Hay días en los que uno se pregunta, entre el fastidio y la resignación, si la Argentina no será, después de todo, un laboratorio cruel donde se experimenta cuánto puede resistir un pueblo sin perder la esperanza. O al menos, la costumbre de esperar. Porque a esta altura, hablar de crisis económica es casi una tradición nacional: la repetimos cada tanto, como quien saca la vajilla de porcelana para recibir al FMI. Cambian los nombres, los tipos de cambio y los tecnócratas de turno, pero el libreto es el mismo: hay que pedir plata prestada, porque, en el fondo, no hay plan.

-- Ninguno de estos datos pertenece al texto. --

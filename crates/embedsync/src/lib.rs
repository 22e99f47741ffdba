//! embedsync - media embed synchronization engine
//!
//! Keeps a flat media record and an HTML embed fragment in sync:
//! - Parse hand-authored or provider markup into a record
//! - Build canonical `<iframe>` markup for new embeds
//! - Patch existing markup in place, preserving provider wrappers
//! - Reconcile UI-shaped dialog data with lookup metadata
//! - Resolve records into insertable markup through a cache
//!
//! # Quick Start
//!
//! ```rust
//! use embedsync::prelude::*;
//!
//! let data = MediaData::from_source("https://x.test/v.mp4");
//! let html = embedsync::html::data_to_html(&data, &PassthroughUrls);
//! assert!(html.contains(r#"width="300" height="150""#));
//!
//! let parsed = embedsync::html::html_to_data(&html, None);
//! assert_eq!(parsed.source, data.source);
//! ```
//!
//! # Architecture
//!
//! The pure transforms live in `embedsync-html` and `embedsync-dialog` and
//! never fail; malformed markup degrades to an empty record or is passed
//! through. Only resolution is asynchronous and fallible: [`EmbedService`]
//! consults an [`EmbedCache`] and an optional [`EmbedProvider`], and
//! [`EmbedSession`] drives a dialog from open to submit.

mod service;
mod session;

// Re-export core types
pub use embedsync_core::*;

pub use service::{EmbedCache, EmbedProvider, EmbedService, MemoryCache};
pub use session::EmbedSession;

/// HTML fragment transforms.
pub mod html {
    pub use embedsync_html::mime;
    pub use embedsync_html::{
        DEFAULT_RESOLUTION, PROVIDER_MARKER, Schema, data_to_html, data_to_html_with_options,
        decorate_provider_embed, decorate_provider_embed_with_options, html_to_data,
        html_to_data_with_options, is_media_fragment, is_media_fragment_with_options, update_html,
        update_html_with_options,
    };
}

/// Dialog data reconciliation.
pub mod dialog {
    pub use embedsync_dialog::{ACTIVE_FIELD_ORDER, Candidate, OTHER_FIELD_ORDER, unwrap, wrap};
}

/// Prelude for common imports.
pub mod prelude {
    pub use crate::{
        DialogField, EmbedOptions, EmbedResult, EmbedService, EmbedSession, FieldValue,
        MediaData, MediaDialogData, PassthroughUrls, ResolveError,
    };
}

El salario mínimo argentino, ese mendigo que alguna vez se pavoneó entre los más altos de la región, hoy no resiste ni la comparación con sus vecinos pobres, ni hablemos de los ricos. Basta mirar a los costados para descubrir que incluso países, que solíamos mirar con indulgente superioridad, nos han adelantado en la maratón del poder adquisitivo.

Doscientos veinticinco dólares al mes: ésa es la paga con la que el país pretende alimentar sueños y soportar realidades. En el ranking latinoamericano, Argentina agoniza en el último sitio, superado incluso por Paraguay y Bolivia, naciones que hasta hace poco eran motivo de chistes fáciles en alguna sobremesa porteña.

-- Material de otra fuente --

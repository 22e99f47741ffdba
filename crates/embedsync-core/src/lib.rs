//! embedsync-core: records and collaborator traits for media embed synchronization.
//!
//! This crate provides the types shared by every layer of the engine: the flat
//! [`MediaData`] record, its UI-shaped counterpart [`MediaDialogData`], the
//! resolution outcome types and the traits a host implements to plug in URL
//! normalization and selection snapshots.

mod dialog;
mod embed;
mod error;
mod media;
mod options;
mod traits;

pub use dialog::*;
pub use embed::*;
pub use error::*;
pub use media::*;
pub use options::*;
pub use traits::*;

La evolución del salario real ha sido, por decirlo con elegancia, una pendiente resbaladiza hacia el abismo. Números concretos: el sueldo alcanza cada vez menos. Comprar lo básico se ha vuelto un ejercicio de creatividad y resignación. Los tickets de supermercado se parecen a la lista de compras de un europeo, pero con los precios de Suiza y el bolsillo de Zimbabue. El obrero, el empleado, el docente, el comerciante: todos ven cómo su esfuerzo se esfuma en una danza macabra de inflación y tarifas. Mientras tanto, los funcionarios de turno siguen ajustando el relato, nunca su cinturón.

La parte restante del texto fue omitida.